→ **What needs to be done**: In the entries below, find the line with "filename src/db/builder/postgres.rs" and the line with "AND schema_name NOT LIKE 'pg_toast_temp_%'". Reproduce those two lines and every line between them exactly, and nothing more.

→ **Records for processing**:
________________________
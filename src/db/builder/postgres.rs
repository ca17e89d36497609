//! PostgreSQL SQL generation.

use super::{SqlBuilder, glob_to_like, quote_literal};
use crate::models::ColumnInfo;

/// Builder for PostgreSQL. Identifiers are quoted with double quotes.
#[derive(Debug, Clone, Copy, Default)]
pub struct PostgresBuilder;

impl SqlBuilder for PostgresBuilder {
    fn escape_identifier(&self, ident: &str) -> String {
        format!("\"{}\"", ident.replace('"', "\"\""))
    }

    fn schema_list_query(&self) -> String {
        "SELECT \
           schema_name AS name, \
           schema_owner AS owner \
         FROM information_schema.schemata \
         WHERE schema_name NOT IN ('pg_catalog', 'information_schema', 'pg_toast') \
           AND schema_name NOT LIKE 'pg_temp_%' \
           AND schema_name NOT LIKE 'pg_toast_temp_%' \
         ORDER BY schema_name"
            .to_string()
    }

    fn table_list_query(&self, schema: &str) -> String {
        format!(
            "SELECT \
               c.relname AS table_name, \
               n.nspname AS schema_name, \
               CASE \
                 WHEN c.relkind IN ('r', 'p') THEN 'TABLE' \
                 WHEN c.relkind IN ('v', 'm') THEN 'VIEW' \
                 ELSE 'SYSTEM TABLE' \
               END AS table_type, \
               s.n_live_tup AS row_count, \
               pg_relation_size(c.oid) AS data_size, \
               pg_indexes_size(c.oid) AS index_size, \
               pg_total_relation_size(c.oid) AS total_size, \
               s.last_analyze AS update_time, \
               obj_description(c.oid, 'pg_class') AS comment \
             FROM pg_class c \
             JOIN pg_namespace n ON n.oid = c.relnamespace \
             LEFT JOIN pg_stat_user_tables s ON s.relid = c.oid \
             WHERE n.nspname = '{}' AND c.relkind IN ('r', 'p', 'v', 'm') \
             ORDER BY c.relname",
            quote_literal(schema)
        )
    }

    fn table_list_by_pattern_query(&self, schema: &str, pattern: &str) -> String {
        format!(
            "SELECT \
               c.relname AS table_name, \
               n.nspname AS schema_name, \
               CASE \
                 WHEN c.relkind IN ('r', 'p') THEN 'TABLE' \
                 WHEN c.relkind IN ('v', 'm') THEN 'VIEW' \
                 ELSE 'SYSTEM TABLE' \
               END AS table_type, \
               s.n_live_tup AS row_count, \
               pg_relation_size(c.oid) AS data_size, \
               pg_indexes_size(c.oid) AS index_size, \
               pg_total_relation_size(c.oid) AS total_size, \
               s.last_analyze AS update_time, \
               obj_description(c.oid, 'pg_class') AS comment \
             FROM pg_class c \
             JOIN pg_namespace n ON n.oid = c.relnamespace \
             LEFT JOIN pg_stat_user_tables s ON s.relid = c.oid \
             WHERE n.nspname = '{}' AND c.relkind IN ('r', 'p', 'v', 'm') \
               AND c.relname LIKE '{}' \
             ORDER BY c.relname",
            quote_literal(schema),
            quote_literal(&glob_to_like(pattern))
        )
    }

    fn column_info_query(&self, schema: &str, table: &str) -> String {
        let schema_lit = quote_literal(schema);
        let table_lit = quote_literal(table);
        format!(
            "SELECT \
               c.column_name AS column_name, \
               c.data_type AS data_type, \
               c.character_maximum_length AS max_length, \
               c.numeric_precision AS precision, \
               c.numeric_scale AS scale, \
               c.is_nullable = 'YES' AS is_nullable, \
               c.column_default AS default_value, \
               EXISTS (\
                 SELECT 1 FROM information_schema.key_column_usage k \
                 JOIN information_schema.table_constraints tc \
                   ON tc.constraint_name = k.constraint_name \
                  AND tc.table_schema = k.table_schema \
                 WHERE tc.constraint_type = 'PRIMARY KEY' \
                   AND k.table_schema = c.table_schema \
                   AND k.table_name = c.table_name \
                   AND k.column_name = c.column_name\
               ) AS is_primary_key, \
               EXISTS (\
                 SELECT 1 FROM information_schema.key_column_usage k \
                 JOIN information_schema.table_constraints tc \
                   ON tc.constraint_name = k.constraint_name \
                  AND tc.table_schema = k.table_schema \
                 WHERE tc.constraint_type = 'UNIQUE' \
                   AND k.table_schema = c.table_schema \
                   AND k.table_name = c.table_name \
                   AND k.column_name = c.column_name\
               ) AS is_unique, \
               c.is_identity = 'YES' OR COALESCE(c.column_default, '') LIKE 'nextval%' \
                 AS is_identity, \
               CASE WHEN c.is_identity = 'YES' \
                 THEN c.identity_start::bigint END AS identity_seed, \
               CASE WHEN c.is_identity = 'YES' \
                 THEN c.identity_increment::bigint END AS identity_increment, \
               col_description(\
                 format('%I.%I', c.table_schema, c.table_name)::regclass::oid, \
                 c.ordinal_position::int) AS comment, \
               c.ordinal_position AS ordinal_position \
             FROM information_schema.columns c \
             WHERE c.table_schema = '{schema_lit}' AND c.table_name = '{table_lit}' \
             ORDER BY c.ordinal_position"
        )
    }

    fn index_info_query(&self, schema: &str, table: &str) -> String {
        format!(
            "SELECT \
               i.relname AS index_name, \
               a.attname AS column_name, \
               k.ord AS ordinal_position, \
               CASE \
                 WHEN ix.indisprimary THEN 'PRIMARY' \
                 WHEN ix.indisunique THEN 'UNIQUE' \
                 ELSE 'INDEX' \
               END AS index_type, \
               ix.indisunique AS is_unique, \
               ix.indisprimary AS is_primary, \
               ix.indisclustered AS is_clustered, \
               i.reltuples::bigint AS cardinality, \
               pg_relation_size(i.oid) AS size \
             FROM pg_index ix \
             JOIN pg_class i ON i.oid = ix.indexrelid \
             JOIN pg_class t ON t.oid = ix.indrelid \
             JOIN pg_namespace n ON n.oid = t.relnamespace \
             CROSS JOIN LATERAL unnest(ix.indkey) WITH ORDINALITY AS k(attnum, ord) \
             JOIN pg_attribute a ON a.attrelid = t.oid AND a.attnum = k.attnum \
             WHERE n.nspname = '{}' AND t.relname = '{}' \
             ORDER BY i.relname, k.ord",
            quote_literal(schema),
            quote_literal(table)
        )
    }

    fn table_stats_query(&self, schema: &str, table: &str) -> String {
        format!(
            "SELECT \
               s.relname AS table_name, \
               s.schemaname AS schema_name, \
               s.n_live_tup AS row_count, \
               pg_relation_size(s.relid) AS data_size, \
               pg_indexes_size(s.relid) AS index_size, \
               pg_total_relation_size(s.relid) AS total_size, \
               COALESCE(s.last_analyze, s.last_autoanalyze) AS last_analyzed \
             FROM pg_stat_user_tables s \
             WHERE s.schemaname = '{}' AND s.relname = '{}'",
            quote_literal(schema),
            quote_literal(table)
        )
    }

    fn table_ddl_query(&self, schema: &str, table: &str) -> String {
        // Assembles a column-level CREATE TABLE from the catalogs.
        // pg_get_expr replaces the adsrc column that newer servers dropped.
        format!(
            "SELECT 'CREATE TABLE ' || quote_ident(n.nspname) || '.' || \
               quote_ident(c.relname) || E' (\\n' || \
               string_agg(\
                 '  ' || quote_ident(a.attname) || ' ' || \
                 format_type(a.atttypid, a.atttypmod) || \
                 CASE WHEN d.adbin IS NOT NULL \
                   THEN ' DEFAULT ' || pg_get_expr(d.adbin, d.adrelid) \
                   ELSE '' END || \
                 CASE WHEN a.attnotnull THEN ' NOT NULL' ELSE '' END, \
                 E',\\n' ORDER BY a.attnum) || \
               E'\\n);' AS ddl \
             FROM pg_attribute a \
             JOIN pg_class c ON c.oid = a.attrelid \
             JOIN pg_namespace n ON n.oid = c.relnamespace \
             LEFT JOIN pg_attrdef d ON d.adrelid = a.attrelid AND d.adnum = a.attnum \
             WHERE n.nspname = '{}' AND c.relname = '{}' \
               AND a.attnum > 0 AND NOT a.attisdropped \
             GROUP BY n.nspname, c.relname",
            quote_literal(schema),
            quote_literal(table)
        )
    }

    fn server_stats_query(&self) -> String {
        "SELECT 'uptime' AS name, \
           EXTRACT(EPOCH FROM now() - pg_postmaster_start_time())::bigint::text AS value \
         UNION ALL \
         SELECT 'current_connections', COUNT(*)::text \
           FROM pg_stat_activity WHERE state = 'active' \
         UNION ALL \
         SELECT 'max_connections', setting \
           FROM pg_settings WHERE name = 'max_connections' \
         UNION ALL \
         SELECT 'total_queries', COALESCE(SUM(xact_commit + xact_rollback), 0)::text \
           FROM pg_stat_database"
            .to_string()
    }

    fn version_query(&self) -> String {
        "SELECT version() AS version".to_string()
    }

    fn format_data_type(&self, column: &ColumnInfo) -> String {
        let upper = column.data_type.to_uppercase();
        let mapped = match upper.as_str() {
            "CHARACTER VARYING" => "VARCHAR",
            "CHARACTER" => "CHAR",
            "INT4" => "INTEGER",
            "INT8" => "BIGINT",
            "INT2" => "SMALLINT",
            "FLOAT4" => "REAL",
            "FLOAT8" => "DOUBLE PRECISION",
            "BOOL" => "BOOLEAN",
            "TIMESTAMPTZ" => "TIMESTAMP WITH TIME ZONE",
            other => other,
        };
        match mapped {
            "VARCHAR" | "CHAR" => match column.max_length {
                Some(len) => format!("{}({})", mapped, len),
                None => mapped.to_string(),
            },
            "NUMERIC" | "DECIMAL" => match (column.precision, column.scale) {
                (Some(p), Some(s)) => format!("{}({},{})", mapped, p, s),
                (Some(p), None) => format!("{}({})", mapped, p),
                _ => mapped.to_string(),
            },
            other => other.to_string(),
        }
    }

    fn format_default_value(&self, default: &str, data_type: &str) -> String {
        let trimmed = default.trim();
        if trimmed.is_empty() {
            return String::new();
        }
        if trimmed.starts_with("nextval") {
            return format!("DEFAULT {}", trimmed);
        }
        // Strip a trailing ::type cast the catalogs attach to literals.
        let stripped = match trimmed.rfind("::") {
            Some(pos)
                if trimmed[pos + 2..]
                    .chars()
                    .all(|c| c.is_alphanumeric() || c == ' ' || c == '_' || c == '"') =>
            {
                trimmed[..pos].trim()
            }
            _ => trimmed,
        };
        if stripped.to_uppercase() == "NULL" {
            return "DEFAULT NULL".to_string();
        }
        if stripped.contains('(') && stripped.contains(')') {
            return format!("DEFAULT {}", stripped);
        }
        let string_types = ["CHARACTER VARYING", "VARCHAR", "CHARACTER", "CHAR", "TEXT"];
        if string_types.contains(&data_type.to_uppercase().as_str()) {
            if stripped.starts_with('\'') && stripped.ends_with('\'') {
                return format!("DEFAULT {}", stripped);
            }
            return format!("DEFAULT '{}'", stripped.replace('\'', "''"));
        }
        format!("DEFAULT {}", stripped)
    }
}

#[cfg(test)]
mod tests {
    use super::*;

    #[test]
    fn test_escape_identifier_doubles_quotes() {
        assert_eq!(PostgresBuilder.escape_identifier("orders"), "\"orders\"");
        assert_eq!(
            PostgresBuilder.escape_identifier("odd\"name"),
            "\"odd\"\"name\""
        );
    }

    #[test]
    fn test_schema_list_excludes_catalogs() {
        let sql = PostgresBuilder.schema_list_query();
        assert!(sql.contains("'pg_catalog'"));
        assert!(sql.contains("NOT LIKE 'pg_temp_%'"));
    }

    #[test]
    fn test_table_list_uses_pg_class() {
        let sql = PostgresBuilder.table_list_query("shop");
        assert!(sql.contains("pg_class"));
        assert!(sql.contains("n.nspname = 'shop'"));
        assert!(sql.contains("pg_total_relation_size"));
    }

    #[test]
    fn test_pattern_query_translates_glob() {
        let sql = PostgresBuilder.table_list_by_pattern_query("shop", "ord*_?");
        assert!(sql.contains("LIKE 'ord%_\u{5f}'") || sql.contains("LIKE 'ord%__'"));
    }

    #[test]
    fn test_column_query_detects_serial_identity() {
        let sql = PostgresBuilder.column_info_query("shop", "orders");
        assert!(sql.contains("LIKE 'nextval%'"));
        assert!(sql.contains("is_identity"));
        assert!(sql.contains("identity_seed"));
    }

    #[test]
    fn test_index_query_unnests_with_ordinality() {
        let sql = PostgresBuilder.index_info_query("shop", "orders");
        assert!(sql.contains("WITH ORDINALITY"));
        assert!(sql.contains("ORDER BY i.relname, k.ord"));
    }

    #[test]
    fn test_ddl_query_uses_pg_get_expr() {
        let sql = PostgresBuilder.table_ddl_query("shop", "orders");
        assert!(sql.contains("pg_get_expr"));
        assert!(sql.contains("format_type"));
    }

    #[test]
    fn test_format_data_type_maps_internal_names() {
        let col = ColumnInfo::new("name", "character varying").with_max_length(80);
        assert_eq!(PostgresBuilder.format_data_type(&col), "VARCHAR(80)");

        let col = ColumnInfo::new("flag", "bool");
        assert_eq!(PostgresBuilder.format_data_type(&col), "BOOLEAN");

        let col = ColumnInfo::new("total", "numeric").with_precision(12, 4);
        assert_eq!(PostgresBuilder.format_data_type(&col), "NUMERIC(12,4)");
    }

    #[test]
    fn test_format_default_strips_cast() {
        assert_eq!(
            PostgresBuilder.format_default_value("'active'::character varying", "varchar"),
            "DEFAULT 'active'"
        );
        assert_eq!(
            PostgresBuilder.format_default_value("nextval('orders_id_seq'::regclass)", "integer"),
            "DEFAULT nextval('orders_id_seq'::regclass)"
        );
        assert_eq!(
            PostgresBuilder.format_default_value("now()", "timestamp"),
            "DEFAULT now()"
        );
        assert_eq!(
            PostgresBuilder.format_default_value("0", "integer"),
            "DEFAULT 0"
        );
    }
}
________________________
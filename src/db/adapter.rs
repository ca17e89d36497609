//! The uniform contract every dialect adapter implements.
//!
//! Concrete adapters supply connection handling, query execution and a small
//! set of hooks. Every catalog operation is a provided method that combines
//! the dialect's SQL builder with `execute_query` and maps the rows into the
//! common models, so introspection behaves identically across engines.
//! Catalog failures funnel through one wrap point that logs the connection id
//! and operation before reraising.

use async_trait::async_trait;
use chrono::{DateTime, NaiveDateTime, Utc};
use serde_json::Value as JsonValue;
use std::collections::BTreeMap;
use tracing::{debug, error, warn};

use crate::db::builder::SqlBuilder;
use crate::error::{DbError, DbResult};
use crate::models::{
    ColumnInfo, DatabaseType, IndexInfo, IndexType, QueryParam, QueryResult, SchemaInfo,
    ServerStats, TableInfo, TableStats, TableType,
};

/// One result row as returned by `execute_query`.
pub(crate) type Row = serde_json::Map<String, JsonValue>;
________________________
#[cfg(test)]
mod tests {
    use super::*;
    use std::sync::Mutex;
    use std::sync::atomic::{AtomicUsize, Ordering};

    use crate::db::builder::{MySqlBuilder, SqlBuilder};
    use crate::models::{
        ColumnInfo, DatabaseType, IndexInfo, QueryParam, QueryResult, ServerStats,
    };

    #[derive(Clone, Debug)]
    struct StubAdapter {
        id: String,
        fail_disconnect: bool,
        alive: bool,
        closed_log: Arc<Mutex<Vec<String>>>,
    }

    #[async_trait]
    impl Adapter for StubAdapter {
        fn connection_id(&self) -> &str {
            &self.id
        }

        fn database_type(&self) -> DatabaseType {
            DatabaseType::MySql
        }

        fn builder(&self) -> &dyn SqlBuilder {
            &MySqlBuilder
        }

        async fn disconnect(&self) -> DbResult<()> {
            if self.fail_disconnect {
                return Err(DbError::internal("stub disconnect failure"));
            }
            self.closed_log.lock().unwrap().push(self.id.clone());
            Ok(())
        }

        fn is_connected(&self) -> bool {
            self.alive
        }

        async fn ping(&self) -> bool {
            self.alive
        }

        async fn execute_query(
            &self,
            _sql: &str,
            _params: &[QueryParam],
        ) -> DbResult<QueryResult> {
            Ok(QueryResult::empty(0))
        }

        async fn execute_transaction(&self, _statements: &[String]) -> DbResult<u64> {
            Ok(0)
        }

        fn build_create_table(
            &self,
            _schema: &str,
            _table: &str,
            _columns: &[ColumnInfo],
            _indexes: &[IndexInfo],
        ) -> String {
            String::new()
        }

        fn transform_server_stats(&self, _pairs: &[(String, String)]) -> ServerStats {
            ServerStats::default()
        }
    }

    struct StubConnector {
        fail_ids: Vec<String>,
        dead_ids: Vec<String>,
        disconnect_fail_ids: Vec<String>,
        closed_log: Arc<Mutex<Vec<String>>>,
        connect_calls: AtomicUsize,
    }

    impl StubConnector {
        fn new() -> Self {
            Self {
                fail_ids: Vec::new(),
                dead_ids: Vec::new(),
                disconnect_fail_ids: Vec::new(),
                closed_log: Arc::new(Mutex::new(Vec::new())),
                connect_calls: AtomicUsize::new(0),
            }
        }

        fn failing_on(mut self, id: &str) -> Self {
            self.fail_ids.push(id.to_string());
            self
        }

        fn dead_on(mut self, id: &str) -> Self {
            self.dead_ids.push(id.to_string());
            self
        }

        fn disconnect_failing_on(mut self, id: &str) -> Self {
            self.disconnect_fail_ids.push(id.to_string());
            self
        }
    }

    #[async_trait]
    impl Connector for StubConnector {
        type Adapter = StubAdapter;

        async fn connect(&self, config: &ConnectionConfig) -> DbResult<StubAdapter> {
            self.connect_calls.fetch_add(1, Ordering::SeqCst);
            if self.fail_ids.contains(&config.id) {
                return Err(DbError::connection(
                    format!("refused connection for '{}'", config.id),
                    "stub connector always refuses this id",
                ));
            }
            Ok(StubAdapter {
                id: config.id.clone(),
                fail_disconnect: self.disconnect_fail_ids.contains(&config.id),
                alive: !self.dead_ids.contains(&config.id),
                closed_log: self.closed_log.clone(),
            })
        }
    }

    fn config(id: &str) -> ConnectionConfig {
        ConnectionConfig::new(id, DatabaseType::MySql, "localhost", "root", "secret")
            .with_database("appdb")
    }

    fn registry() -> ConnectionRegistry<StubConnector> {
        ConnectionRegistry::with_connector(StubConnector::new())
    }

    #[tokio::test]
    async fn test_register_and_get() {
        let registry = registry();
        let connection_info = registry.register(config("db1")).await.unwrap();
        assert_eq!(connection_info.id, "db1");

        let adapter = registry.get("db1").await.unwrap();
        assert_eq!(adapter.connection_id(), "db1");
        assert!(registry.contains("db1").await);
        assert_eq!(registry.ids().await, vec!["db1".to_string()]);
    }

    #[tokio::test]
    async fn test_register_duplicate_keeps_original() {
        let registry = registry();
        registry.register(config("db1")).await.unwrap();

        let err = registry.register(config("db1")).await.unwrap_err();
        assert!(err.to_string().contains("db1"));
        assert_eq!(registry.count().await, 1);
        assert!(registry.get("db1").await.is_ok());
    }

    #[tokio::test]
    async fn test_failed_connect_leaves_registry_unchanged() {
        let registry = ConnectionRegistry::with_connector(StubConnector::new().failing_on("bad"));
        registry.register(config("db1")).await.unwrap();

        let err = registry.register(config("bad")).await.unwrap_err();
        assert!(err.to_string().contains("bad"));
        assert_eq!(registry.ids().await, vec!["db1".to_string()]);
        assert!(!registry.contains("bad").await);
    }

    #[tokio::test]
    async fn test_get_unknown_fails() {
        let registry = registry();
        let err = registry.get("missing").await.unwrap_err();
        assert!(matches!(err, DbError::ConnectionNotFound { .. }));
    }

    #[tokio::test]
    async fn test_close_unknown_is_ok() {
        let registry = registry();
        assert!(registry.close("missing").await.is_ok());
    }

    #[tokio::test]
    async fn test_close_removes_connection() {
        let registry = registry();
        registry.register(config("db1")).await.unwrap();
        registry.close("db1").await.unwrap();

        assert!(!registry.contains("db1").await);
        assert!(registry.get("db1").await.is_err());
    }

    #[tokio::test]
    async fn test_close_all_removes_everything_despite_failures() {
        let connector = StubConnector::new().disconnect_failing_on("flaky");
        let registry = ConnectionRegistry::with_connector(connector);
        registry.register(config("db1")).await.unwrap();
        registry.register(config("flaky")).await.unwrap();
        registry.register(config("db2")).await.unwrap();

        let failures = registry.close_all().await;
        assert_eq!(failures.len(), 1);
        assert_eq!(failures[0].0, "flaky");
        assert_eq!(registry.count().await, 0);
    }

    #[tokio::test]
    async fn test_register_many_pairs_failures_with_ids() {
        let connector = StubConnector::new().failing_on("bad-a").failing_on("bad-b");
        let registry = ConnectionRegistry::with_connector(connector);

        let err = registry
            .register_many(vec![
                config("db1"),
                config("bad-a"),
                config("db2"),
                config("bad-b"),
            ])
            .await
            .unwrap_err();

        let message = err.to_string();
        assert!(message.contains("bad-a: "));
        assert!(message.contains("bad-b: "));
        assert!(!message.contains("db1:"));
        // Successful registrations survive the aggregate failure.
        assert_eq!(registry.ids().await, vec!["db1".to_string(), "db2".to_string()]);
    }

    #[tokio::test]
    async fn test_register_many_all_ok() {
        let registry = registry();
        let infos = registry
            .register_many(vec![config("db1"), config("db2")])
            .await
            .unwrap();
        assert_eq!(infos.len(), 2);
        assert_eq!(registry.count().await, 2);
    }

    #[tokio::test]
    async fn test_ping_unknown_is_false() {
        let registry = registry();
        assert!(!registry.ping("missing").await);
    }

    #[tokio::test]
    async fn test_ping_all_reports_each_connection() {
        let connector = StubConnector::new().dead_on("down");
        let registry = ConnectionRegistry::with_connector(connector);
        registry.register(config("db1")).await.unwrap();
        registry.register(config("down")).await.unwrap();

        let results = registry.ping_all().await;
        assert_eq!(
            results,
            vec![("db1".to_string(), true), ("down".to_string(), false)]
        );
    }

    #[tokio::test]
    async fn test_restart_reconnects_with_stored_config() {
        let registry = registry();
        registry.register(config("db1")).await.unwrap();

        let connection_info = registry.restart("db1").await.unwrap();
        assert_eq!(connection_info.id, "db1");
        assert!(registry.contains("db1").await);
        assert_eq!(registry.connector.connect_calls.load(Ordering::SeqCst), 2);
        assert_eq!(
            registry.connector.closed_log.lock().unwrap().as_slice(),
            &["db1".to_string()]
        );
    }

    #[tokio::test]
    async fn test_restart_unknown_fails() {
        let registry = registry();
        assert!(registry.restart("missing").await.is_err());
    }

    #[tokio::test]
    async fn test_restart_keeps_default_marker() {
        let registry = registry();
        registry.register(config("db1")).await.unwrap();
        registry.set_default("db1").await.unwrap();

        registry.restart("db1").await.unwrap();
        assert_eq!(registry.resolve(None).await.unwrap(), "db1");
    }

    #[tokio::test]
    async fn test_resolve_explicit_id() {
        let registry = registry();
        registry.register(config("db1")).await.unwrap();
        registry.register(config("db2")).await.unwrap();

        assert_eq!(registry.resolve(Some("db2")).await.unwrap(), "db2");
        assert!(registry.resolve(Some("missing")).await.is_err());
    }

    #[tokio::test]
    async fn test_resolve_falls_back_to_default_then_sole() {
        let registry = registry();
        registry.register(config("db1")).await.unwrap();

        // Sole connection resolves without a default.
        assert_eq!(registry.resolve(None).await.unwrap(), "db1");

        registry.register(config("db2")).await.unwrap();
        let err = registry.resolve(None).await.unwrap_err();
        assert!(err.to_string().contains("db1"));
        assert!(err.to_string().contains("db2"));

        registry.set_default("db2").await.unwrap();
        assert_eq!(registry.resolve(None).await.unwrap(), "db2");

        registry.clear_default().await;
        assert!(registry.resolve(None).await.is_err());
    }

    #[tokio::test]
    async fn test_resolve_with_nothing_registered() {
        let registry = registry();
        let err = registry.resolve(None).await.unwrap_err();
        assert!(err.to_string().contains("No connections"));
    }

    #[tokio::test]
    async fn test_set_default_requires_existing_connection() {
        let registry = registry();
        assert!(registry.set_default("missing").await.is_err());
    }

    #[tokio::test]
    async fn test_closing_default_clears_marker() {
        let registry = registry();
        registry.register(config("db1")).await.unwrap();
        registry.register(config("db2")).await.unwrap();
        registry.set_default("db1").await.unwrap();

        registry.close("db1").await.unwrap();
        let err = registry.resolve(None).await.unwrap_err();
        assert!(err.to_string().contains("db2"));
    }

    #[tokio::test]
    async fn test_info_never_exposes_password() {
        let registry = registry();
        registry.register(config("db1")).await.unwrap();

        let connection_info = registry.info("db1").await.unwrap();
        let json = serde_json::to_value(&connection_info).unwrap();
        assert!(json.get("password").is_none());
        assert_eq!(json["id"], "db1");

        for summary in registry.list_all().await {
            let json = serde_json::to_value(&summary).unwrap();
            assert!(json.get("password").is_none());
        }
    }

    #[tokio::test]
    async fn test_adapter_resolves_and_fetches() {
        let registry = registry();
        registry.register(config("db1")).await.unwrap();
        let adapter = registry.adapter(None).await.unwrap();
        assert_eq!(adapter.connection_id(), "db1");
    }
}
________________________
→ **The completed task**:
filename src/db/builder/postgres.rs
repository ca17e89d36497609
//! PostgreSQL SQL generation.

use super::{SqlBuilder, glob_to_like, quote_literal};
use crate::models::ColumnInfo;

/// Builder for PostgreSQL. Identifiers are quoted with double quotes.
#[derive(Debug, Clone, Copy, Default)]
pub struct PostgresBuilder;

impl SqlBuilder for PostgresBuilder {
    fn escape_identifier(&self, ident: &str) -> String {
        format!("\"{}\"", ident.replace('"', "\"\""))
    }

    fn schema_list_query(&self) -> String {
        "SELECT \
           schema_name AS name, \
           schema_owner AS owner \
         FROM information_schema.schemata \
         WHERE schema_name NOT IN ('pg_catalog', 'information_schema', 'pg_toast') \
           AND schema_name NOT LIKE 'pg_temp_%' \
           AND schema_name NOT LIKE 'pg_toast_temp_%' \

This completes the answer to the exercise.